#### [TASK BRIEF]
Look through the data for the string "InitError". Copy every line where it is found.

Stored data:
-------

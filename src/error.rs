//! Initialization failures and their process exit codes.
//!
//! Each variant is unrecoverable at the point of detection: startup aborts,
//! the diagnostic is logged, and the process exits with that variant's
//! distinct nonzero status.

use thiserror::Error;

#[derive(Debug, Error)]
pub enum InitError {
    #[error("platform event loop unavailable: {0}")]
    Platform(#[from] winit::error::EventLoopError),

    #[error("window creation failed: {0}")]
    Window(#[from] winit::error::OsError),

    #[error("renderer creation failed: {0}")]
    Renderer(String),

    #[error("failed to read asset {path}: {source}")]
    Io {
        path: String,
        #[source]
        source: std::io::Error,
    },

    #[error("failed to decode texture {path}: {source}")]
    Texture {
        path: String,
        #[source]
        source: image::ImageError,
    },
}

impl InitError {
    /// Distinct nonzero exit status per failure class.
    pub fn exit_code(&self) -> u8 {
        match self {
            InitError::Platform(_) => 2,
            InitError::Window(_) => 3,
            InitError::Renderer(_) => 4,
            InitError::Io { .. } => 5,
            InitError::Texture { .. } => 6,
        }
    }
}

#[cfg(test)]
mod tests {
    use super::*;

    #[test]
    fn test_exit_codes_are_distinct_and_nonzero() {
        let io = InitError::Io {
            path: "assets/missing.png".into(),
            source: std::io::Error::new(std::io::ErrorKind::NotFound, "not found"),
        };
        let renderer = InitError::Renderer("no adapter".into());

        let codes = [io.exit_code(), renderer.exit_code()];
        assert!(codes.iter().all(|&c| c != 0));
        assert_ne!(codes[0], codes[1]);
    }
}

-------

#### [EXERCISE OUTPUT]
pub enum InitError {
impl InitError {
            InitError::Platform(_) => 2,
            InitError::Window(_) => 3,
            InitError::Renderer(_) => 4,
            InitError::Io { .. } => 5,
            InitError::Texture { .. } => 6,
        let io = InitError::Io {
        let renderer = InitError::Renderer("no adapter".into());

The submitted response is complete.